Practical Non-Dualism


Advaita, or non-dualism, seems very abstract. What does it mean, “the seer is not the seen”? More importantly, does it have any use for a working adult? This post is a quick operator runbook of non-dualism.

A Mental Model

Consider the human mind-body as an information-processing system.

In the ideal state, the system works as follows. Senses produce inputs. The brain processes them. There is an appropriate response. This happens, moment by moment. Every moment is a situation. It is new.

In a misaligned state, the system degrades in sensory input. It makes mistakes in processing. Finally, it makes an inappropriate response. We could have a combination of one or all of these symptoms.

A single root cause can cover all three symptoms. Over time, the system constructs a memory to reduce the overhead of information-processing and conserve energy. This construction filters input signals and drops wasteful processing, while attempting to produce the same response. The memory develops over time, and it can be called an “identity”.

The identity creates mistakes when the surrounding environment changes, when the processing equipment degrades, or when there is not enough metabolic energy available to meet the needs of the moment.

Diagnostics and Correctives

The following diagnostics will help detect misalignment and correct the course of action. They are training-wheels and will fall away when the system is in its ideal state.

1. Ask “what is happening”

What is happening? Not “what is happening to me”, but simply what is happening. What are the eyes seeing, what are the ears hearing, what is the body feeling.

A periodic probe like this forces dropping of any processing loops and grounds the system back into sensing inputs.

2. Watch out for “I” and “my”

The words are proxies for identity. Watch out if they indicate mistakes in processing, and reevaluate if needed. Try these: “I am going to fail” (situation: outcome unknown?), “They don’t respect me” (gratitude words not spoken?), “My time is being wasted” (meeting running longer?).

3. Have a constitution

A constitution governs the whole system: input, processing and response. The constitution should be time-tested and passed down by way of tradition. Do not attempt to create or evolve these personally, especially when already in a degraded state.
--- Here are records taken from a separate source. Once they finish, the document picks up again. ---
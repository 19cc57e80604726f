//! Best-effort conversion of `quantity unit ingredient` triples to grams.
//!
//! Weight units convert directly and volume units go through a density
//! table (water when nothing matches). Counted pieces ("2 eggs", "3 cloves
//! garlic") use per-piece weights keyed by ingredient substring. Anything
//! else is passed through unchanged with a warning.

use tracing::warn;

/// Grams per piece for ingredients usually counted rather than measured.
/// First substring match wins, so more specific keys come first.
const SPECIAL_CASES: &[(&str, f64)] = &[
    ("eggplant", 450.0),
    ("egg yolk", 17.0),
    ("egg white", 33.0),
    ("egg", 50.0),
    ("garlic", 3.0),
    ("chicken breast", 174.0),
    ("chicken thigh", 110.0),
    ("onion", 110.0),
    ("shallot", 40.0),
    ("lemon", 58.0),
    ("lime", 44.0),
    ("orange", 130.0),
    ("apple", 180.0),
    ("banana", 118.0),
    ("avocado", 150.0),
    ("potato", 150.0),
    ("tomato", 123.0),
    ("carrot", 60.0),
    ("bell pepper", 120.0),
    ("bay lea", 0.2),
];

const WEIGHT_UNITS: &[(&str, f64)] = &[
    ("g", 1.0),
    ("gr", 1.0),
    ("gram", 1.0),
    ("grams", 1.0),
    ("kg", 1000.0),
    ("kilogram", 1000.0),
    ("kilograms", 1000.0),
    ("mg", 0.001),
    ("oz", 28.35),
    ("ounce", 28.35),
    ("ounces", 28.35),
    ("lb", 453.6),
    ("lbs", 453.6),
    ("pound", 453.6),
    ("pounds", 453.6),
];

const VOLUME_UNITS: &[(&str, f64)] = &[
    ("ml", 1.0),
    ("milliliter", 1.0),
    ("milliliters", 1.0),
    ("millilitre", 1.0),
    ("cl", 10.0),
    ("dl", 100.0),
    ("l", 1000.0),
    ("liter", 1000.0),
    ("liters", 1000.0),
    ("litre", 1000.0),
    ("tsp", 5.0),
    ("teaspoon", 5.0),
    ("teaspoons", 5.0),
    ("tbsp", 15.0),
    ("tbs", 15.0),
    ("tblsp", 15.0),
    ("tablespoon", 15.0),
    ("tablespoons", 15.0),
    ("cup", 240.0),
    ("cups", 240.0),
    ("fl oz", 29.57),
    ("pint", 473.0),
    ("pints", 473.0),
    ("quart", 946.0),
    ("quarts", 946.0),
    ("gallon", 3785.0),
    ("shot", 44.0),
    ("shots", 44.0),
    ("jigger", 44.0),
    ("part", 30.0),
    ("parts", 30.0),
    ("splash", 5.0),
    ("dash", 0.6),
    ("dashes", 0.6),
    ("pinch", 0.3),
    ("pinches", 0.3),
];

/// Units that mean "one of the thing"; these defer to the special cases.
const COUNT_UNITS: &[&str] = &[
    "", "whole", "large", "medium", "small", "piece", "pieces", "clove", "cloves", "slice",
    "slices", "x",
];

/// Grams per millilitre, matched by substring. Butter is intentionally
/// absent: spoon measures of butter are treated as water-dense.
const DENSITIES: &[(&str, f64)] = &[
    ("oil", 0.92),
    ("honey", 1.42),
    ("syrup", 1.33),
    ("molasses", 1.4),
    ("flour", 0.53),
    ("brown sugar", 0.93),
    ("powdered sugar", 0.56),
    ("sugar", 0.85),
    ("salt", 1.2),
    ("milk", 1.03),
    ("cream", 1.01),
    ("rice", 0.85),
    ("oats", 0.36),
    ("cocoa", 0.42),
    ("cheese", 0.45),
    ("yogurt", 1.05),
];

fn normalize_unit(unit: &str) -> String {
    unit.trim().trim_end_matches('.').to_lowercase()
}

fn lookup(table: &[(&str, f64)], key: &str) -> Option<f64> {
    table.iter().find(|(k, _)| *k == key).map(|(_, v)| *v)
}

pub fn is_weight_unit(unit: &str) -> bool {
    lookup(WEIGHT_UNITS, &normalize_unit(unit)).is_some()
}

pub fn is_volume_unit(unit: &str) -> bool {
    lookup(VOLUME_UNITS, &normalize_unit(unit)).is_some()
}

/// Grams per piece for count-style ingredients, first substring match.
pub fn special_case_grams(ingredient_name: &str) -> Option<f64> {
    let name = ingredient_name.trim().to_lowercase();
    SPECIAL_CASES
        .iter()
        .find(|(key, _)| name.contains(key))
        .map(|(_, grams)| *grams)
}

/// Density in g/ml for an ingredient, defaulting to water.
pub fn density_for(ingredient_name: &str) -> f64 {
    let name = ingredient_name.trim().to_lowercase();
    DENSITIES
        .iter()
        .find(|(key, _)| name.contains(key))
        .map(|(_, density)| *density)
        .unwrap_or(1.0)
}

/// Millilitres for a quantity in a volume unit, if the unit is one.
pub fn to_milliliters(quantity: f64, unit: &str) -> Option<f64> {
    lookup(VOLUME_UNITS, &normalize_unit(unit)).map(|ml| quantity * ml)
}

/// Converts `quantity unit` of `ingredient_name` into grams.
///
/// Never fails: unknown units return `quantity` unchanged and log a warning.
pub fn to_grams(quantity: f64, unit: &str, ingredient_name: &str) -> f64 {
    if !quantity.is_finite() || quantity < 0.0 {
        warn!(quantity, unit, ingredient = ingredient_name, "invalid quantity, using 0 g");
        return 0.0;
    }

    let unit = normalize_unit(unit);

    if let Some(grams_per_unit) = lookup(WEIGHT_UNITS, &unit) {
        return quantity * grams_per_unit;
    }

    if let Some(ml_per_unit) = lookup(VOLUME_UNITS, &unit) {
        return quantity * ml_per_unit * density_for(ingredient_name);
    }

    if COUNT_UNITS.contains(&unit.as_str()) {
        if let Some(grams_per_piece) = special_case_grams(ingredient_name) {
            return quantity * grams_per_piece;
        }
    }

    warn!(
        quantity,
        unit = %unit,
        ingredient = ingredient_name,
        "unrecognized unit, passing quantity through"
    );
    quantity
}
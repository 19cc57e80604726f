use serde::{Deserialize, Serialize};

pub const OPENROUTER_BASE_URL: &str = "https://openrouter.ai/api/v1";

#[derive(Clone, Debug, Serialize, Deserialize)]
pub struct OpenRouterAvailableModel {
    pub model_name: &'static str,
    pub model_source: &'static str,
}

pub const OPENROUTER_MODELS: &[OpenRouterAvailableModel] = &[
    OpenRouterAvailableModel {
        model_name: "qwen/qwen3-32b",
        model_source: "cerebras",
    },
    OpenRouterAvailableModel {
        model_name: "openai/gpt-4o-mini",
        model_source: "openai",
    },
];

#[derive(Clone, Debug)]
pub enum Provider {
    OpenRouter {
        /// Name of the environment variable holding the key, resolved per call.
        api_key: String,
        base_url: String,
        model: String,
        http: reqwest::Client,
    },
}

#[derive(Debug, Serialize, Deserialize, Clone)]
pub struct ChatMessage {
    pub role: String,
    pub content: String,
}

impl ChatMessage {
    pub fn system(content: impl Into<String>) -> Self {
        Self {
            role: "system".to_string(),
            content: content.into(),
        }
    }

    pub fn user(content: impl Into<String>) -> Self {
        Self {
            role: "user".to_string(),
            content: content.into(),
        }
    }
}

#[derive(Debug, Serialize, Clone)]
pub struct ChatCompletionRequest {
    pub model: String,
    pub messages: Vec<ChatMessage>,
    #[serde(skip_serializing_if = "Option::is_none")]
    pub temperature: Option<f32>,
    #[serde(skip_serializing_if = "Option::is_none")]
    pub max_tokens: Option<u32>,
}

#[derive(Debug, Deserialize, Clone)]
pub struct ChatCompletionResponseMessage {
    pub role: String,
    pub content: String,
}

#[derive(Debug, Deserialize, Clone)]
pub struct ChatCompletionChoice {
    pub message: ChatCompletionResponseMessage,
    #[serde(default)]
    pub finish_reason: Option<String>,
    pub index: u32,
}

#[derive(Debug, Deserialize, Clone)]
pub struct ChatCompletionUsage {
    pub prompt_tokens: u32,
    pub completion_tokens: Option<u32>,
    pub total_tokens: u32,
}

#[derive(Debug, Deserialize, Clone)]
pub struct ChatCompletionResponse {
    pub id: String,
    #[serde(default)]
    pub object: Option<String>,
    pub created: u64,
    pub model: String,
    pub choices: Vec<ChatCompletionChoice>,
    #[serde(default)]
    pub usage: Option<ChatCompletionUsage>,
}
//! Relevance scoring for search results against the user's pantry.

use crate::models::{Recipe, SearchRequest};

pub const FOCUS_IN_TITLE_BONUS: f64 = 50.0;
pub const FOCUS_FIRST_INGREDIENT_BONUS: f64 = 30.0;
pub const OWNED_INGREDIENT_BONUS: f64 = 10.0;
pub const MISSING_INGREDIENT_PENALTY: f64 = 5.0;

fn names_match(a: &str, b: &str) -> bool {
    let a = a.trim().to_lowercase();
    let b = b.trim().to_lowercase();
    if a.is_empty() || b.is_empty() {
        return false;
    }
    a.contains(&b) || b.contains(&a)
}

fn pantry_has(pantry: &[String], recipe_ingredient: &str) -> bool {
    pantry.iter().any(|p| names_match(p, recipe_ingredient))
}

/// Pantry items that appear somewhere in the recipe's ingredient list.
pub fn owned_count(recipe: &Recipe, pantry: &[String]) -> usize {
    pantry
        .iter()
        .filter(|p| recipe.ingredients.iter().any(|i| names_match(p, &i.name)))
        .count()
}

/// Recipe ingredients the pantry does not cover.
pub fn missing_count(recipe: &Recipe, pantry: &[String]) -> usize {
    recipe
        .ingredients
        .iter()
        .filter(|i| !pantry_has(pantry, &i.name))
        .count()
}

/// Whether the focus ingredient shows up in the title or ingredient list.
pub fn matches_focus(recipe: &Recipe, focus: &str) -> bool {
    let focus = focus.trim().to_lowercase();
    recipe.title.to_lowercase().contains(&focus)
        || recipe
            .ingredients
            .iter()
            .any(|i| i.name.to_lowercase().contains(&focus))
}

pub fn score(recipe: &Recipe, search_ingredients: &[String], focus_ingredient: Option<&str>) -> f64 {
    let mut total = 0.0;

    if let Some(focus) = focus_ingredient.map(str::trim).filter(|f| !f.is_empty()) {
        if recipe.title.to_lowercase().contains(&focus.to_lowercase()) {
            total += FOCUS_IN_TITLE_BONUS;
        }
        if recipe
            .ingredients
            .first()
            .is_some_and(|first| names_match(&first.name, focus))
        {
            total += FOCUS_FIRST_INGREDIENT_BONUS;
        }
    }

    total += OWNED_INGREDIENT_BONUS * owned_count(recipe, search_ingredients) as f64;
    total -= MISSING_INGREDIENT_PENALTY * missing_count(recipe, search_ingredients) as f64;
    total
}

/// Filters, scores and orders results for a request.
///
/// With a focus ingredient, recipes that never mention it are dropped. In
/// strict mode recipes needing anything outside the pantry are dropped;
/// entries without an ingredient list cannot be checked and are kept. The
/// sort is stable, so equal scores keep source order.
pub fn rank(recipes: Vec<Recipe>, request: &SearchRequest) -> Vec<Recipe> {
    let focus = request.focus_ingredient.as_deref();

    let mut ranked: Vec<Recipe> = recipes
        .into_iter()
        .filter(|r| focus.map_or(true, |f| matches_focus(r, f)))
        .filter(|r| !request.exact_match || missing_count(r, &request.ingredients) == 0)
        .map(|mut r| {
            r.relevance_score = score(&r, &request.ingredients, focus);
            r
        })
        .collect();

    ranked.sort_by(|a, b| b.relevance_score.total_cmp(&a.relevance_score));
    ranked
}
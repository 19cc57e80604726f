use thiserror::Error;

/// Failure of a single outbound call to a recipe, cocktail or nutrition source.
#[derive(Debug, Error)]
pub enum SourceError {
    #[error("{source_name} timed out")]
    Timeout { source_name: String },

    #[error("network error talking to {source_name}: {message}")]
    Network { source_name: String, message: String },

    #[error("{source_name} quota or rate limit reached: {message}")]
    RateLimited {
        source_name: String,
        status: Option<u16>,
        message: String,
    },

    #[error("{source_name} returned HTTP {status}: {body}")]
    Status {
        source_name: String,
        status: u16,
        body: String,
    },

    #[error("could not decode {source_name} response: {message}")]
    Decode { source_name: String, message: String },
}

/// HTTP statuses that mean "stop calling, you are out of quota".
pub fn is_quota_status(status: u16) -> bool {
    status == 402 || status == 429
}

pub fn mentions_quota(text: &str) -> bool {
    let lower = text.to_lowercase();
    lower.contains("quota") || lower.contains("api limit")
}

impl SourceError {
    pub fn from_reqwest(source_name: &str, err: reqwest::Error) -> Self {
        let source_name = source_name.to_string();
        if err.is_timeout() {
            Self::Timeout { source_name }
        } else if err.is_decode() {
            Self::Decode {
                source_name,
                message: err.to_string(),
            }
        } else {
            Self::Network {
                source_name,
                message: err.to_string(),
            }
        }
    }

    pub fn from_status(source_name: &str, status: u16, body: String) -> Self {
        if is_quota_status(status) || mentions_quota(&body) {
            Self::RateLimited {
                source_name: source_name.to_string(),
                status: Some(status),
                message: body,
            }
        } else {
            Self::Status {
                source_name: source_name.to_string(),
                status,
                body,
            }
        }
    }

    pub fn decode(source_name: &str, err: impl std::fmt::Display) -> Self {
        Self::Decode {
            source_name: source_name.to_string(),
            message: err.to_string(),
        }
    }

    pub fn is_rate_limited(&self) -> bool {
        matches!(self, Self::RateLimited { .. })
    }
}
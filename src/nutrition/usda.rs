//! USDA FoodData Central search, the first nutrition tier.
//!
//! API reference: <https://fdc.nal.usda.gov/api-guide.html>

use async_trait::async_trait;
use reqwest::Client;
use serde::Deserialize;
use std::time::Duration;
use tracing::{debug, warn};

use super::{NutritionProfile, NutritionSource, NutritionStrategy};
use crate::error::SourceError;
use crate::sources::fetch_json;

pub const USDA_BASE_URL: &str = "https://api.nal.usda.gov/fdc/v1";
const SOURCE_NAME: &str = "usda";

const ENERGY_KCAL_IDS: &[u32] = &[1008, 2047, 2048];
const PROTEIN_ID: u32 = 1003;
const FAT_ID: u32 = 1004;
const CARBS_ID: u32 = 1005;

/// Data types in order of preference; anything else ranks after these.
const PREFERRED_DATA_TYPES: &[&str] = &["Foundation", "SR Legacy"];

#[derive(Debug, Clone)]
pub struct UsdaConfig {
    pub api_key: String,
    pub base_url: String,
    pub page_size: u32,
    pub timeout: Duration,
}

impl Default for UsdaConfig {
    fn default() -> Self {
        Self {
            api_key: String::new(),
            base_url: USDA_BASE_URL.to_string(),
            page_size: 5,
            timeout: Duration::from_secs(8),
        }
    }
}

#[derive(Debug, Clone, Deserialize)]
#[serde(rename_all = "camelCase")]
pub struct FoodNutrient {
    #[serde(default)]
    pub nutrient_id: Option<u32>,
    #[serde(default)]
    pub nutrient_name: Option<String>,
    #[serde(default)]
    pub unit_name: Option<String>,
    #[serde(default)]
    pub value: Option<f64>,
}

#[derive(Debug, Clone, Deserialize)]
#[serde(rename_all = "camelCase")]
pub struct FoodSearchResult {
    pub fdc_id: u64,
    pub description: String,
    #[serde(default)]
    pub data_type: Option<String>,
    #[serde(default)]
    pub food_nutrients: Vec<FoodNutrient>,
}

#[derive(Debug, Deserialize)]
struct SearchResponse {
    #[serde(default)]
    foods: Vec<FoodSearchResult>,
}

impl FoodSearchResult {
    fn nutrient(&self, id: u32) -> Option<f64> {
        self.food_nutrients
            .iter()
            .find(|n| n.nutrient_id == Some(id))
            .and_then(|n| n.value)
    }

    fn energy_kcal(&self) -> Option<f64> {
        ENERGY_KCAL_IDS
            .iter()
            .find_map(|id| self.nutrient(*id))
            .or_else(|| {
                self.food_nutrients
                    .iter()
                    .find(|n| {
                        n.nutrient_name.as_deref().is_some_and(|name| name.starts_with("Energy"))
                            && n.unit_name.as_deref().is_some_and(|u| u.eq_ignore_ascii_case("kcal"))
                    })
                    .and_then(|n| n.value)
            })
    }

    /// Per-100 g profile; missing macros count as zero.
    pub fn to_profile(&self) -> NutritionProfile {
        NutritionProfile::per_100g(
            self.energy_kcal().unwrap_or(0.0),
            self.nutrient(PROTEIN_ID).unwrap_or(0.0),
            self.nutrient(FAT_ID).unwrap_or(0.0),
            self.nutrient(CARBS_ID).unwrap_or(0.0),
            NutritionSource::PrimaryApi,
        )
    }
}

/// Prefers foundational data types, else the first result.
pub fn best_match(foods: &[FoodSearchResult]) -> Option<&FoodSearchResult> {
    PREFERRED_DATA_TYPES
        .iter()
        .find_map(|wanted| foods.iter().find(|f| f.data_type.as_deref() == Some(*wanted)))
        .or_else(|| foods.first())
}

pub struct UsdaNutritionSource {
    config: UsdaConfig,
    http: Client,
}

impl UsdaNutritionSource {
    pub fn new(config: UsdaConfig) -> Result<Self, SourceError> {
        let http = Client::builder()
            .timeout(config.timeout)
            .build()
            .map_err(|e| SourceError::from_reqwest(SOURCE_NAME, e))?;
        Ok(Self { config, http })
    }

    pub fn is_configured(&self) -> bool {
        !self.config.api_key.is_empty()
    }

    pub async fn search_foods(&self, query: &str) -> Result<Vec<FoodSearchResult>, SourceError> {
        let page_size = self.config.page_size.clamp(1, 200).to_string();
        let request = self
            .http
            .get(format!("{}/foods/search", self.config.base_url.trim_end_matches('/')))
            .query(&[
                ("query", query),
                ("dataType", "Foundation,SR Legacy"),
                ("pageSize", page_size.as_str()),
                ("api_key", self.config.api_key.as_str()),
            ]);
        let response: SearchResponse = fetch_json(SOURCE_NAME, request).await?;
        Ok(response.foods)
    }
}

#[async_trait]
impl NutritionStrategy for UsdaNutritionSource {
    fn source(&self) -> NutritionSource {
        NutritionSource::PrimaryApi
    }

    async fn lookup(&self, ingredient: &str, _measure: &str) -> Option<NutritionProfile> {
        if !self.is_configured() {
            debug!("USDA API key not set, skipping tier");
            return None;
        }
        let foods = match self.search_foods(ingredient).await {
            Ok(foods) => foods,
            Err(e) => {
                warn!(ingredient, error = %e, "USDA lookup failed");
                return None;
            }
        };
        let food = best_match(&foods)?;
        debug!(ingredient, fdc_id = food.fdc_id, description = %food.description, "USDA match");
        Some(food.to_profile())
    }
}

#[cfg(test)]
mod tests {
    use super::*;
    use serde_json::json;

    fn foods() -> Vec<FoodSearchResult> {
        serde_json::from_value(json!([
            {"fdcId": 1, "description": "Chicken, branded", "dataType": "Branded", "foodNutrients": []},
            {"fdcId": 2, "description": "Chicken, broilers", "dataType": "SR Legacy", "foodNutrients": [
                {"nutrientId": 1008, "nutrientName": "Energy", "unitName": "KCAL", "value": 120.0},
                {"nutrientId": 1003, "nutrientName": "Protein", "unitName": "G", "value": 22.5},
                {"nutrientId": 1004, "nutrientName": "Total lipid (fat)", "unitName": "G", "value": 2.6},
                {"nutrientId": 1005, "nutrientName": "Carbohydrate, by difference", "unitName": "G", "value": 0.0}
            ]},
            {"fdcId": 3, "description": "Chicken breast", "dataType": "Foundation", "foodNutrients": [
                {"nutrientId": 2047, "nutrientName": "Energy (Atwater General Factors)", "unitName": "KCAL", "value": 118.0},
                {"nutrientId": 1003, "nutrientName": "Protein", "unitName": "G", "value": 22.5}
            ]}
        ]))
        .unwrap()
    }

    #[test]
    fn prefers_foundation_then_legacy() {
        let all = foods();
        assert_eq!(best_match(&all).map(|f| f.fdc_id), Some(3));
        assert_eq!(best_match(&all[..2]).map(|f| f.fdc_id), Some(2));
        assert_eq!(best_match(&all[..1]).map(|f| f.fdc_id), Some(1));
        assert!(best_match(&[]).is_none());
    }

    #[test]
    fn profile_reads_nutrient_ids() {
        let all = foods();
        let p = all[1].to_profile();
        assert_eq!(p.calories, 120.0);
        assert_eq!(p.protein, 22.5);
        assert_eq!(p.fat, 2.6);
        assert_eq!(p.serving_size, 100.0);
        assert_eq!(all[2].to_profile().calories, 118.0);
    }

    #[tokio::test]
    async fn unconfigured_source_defers() {
        let source = UsdaNutritionSource::new(UsdaConfig::default()).unwrap();
        assert!(source.lookup("chicken", "1 lb").await.is_none());
    }
}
For example, in the Yoga tradition, yamas and niyamas form a ten-element constitution. Someone else can have the Ten Commandments, or the Eightfold Path. Having a constitution matters far more than which.

0. Start with your body

As mentioned at the outset, the ideal state of continuous perception is energy-expensive. Sleep, food, metabolism, stress: the physical body needs careful attention, ideally with lab data for key markers. Start with your body.

References

Advaita is really an embodied practice, despite reams of text. Reading can be useful, but it is not required, and it is certainly not the end goal.

  1. Vivekachudamani by Shankaracharya is an accessible text for formal introduction to Advaita in the Indian tradition.
  2. In Yoga Sutras by Patanjali, identity (asmita) is identified as an obstacle (klesha). The terms ego (ahamkara) and ignorance (avidya) cover the same ground in Advaita.
  3. In the same work, Patanjali is explicit about the problem as the conjunction (samyoga) of seer (drashtri) and seen (drishya), and calls the collapse of that conjunction as liberation (kaivalya).
  4. The ideal-state description comes from Madhyamaka Buddhism tradition by Nagarjuna. There is sensory input, there is a gap, and then there is identity rushing to fill the gap before (mis-)cognition. A powerful book here is Cutting Through Spiritual Materialism by Chogyam Trungpa.
  5. Kanakadasa was a saint who answered the question, “Who can attain salvation?” through a pun: “If (the) I go(es), maybe” (nanu hodhare hodhenu).
  6. The idea of a constitution is widely available to validate in how much work goes to align modern AI models, and what happens when a misaligned model is let loose.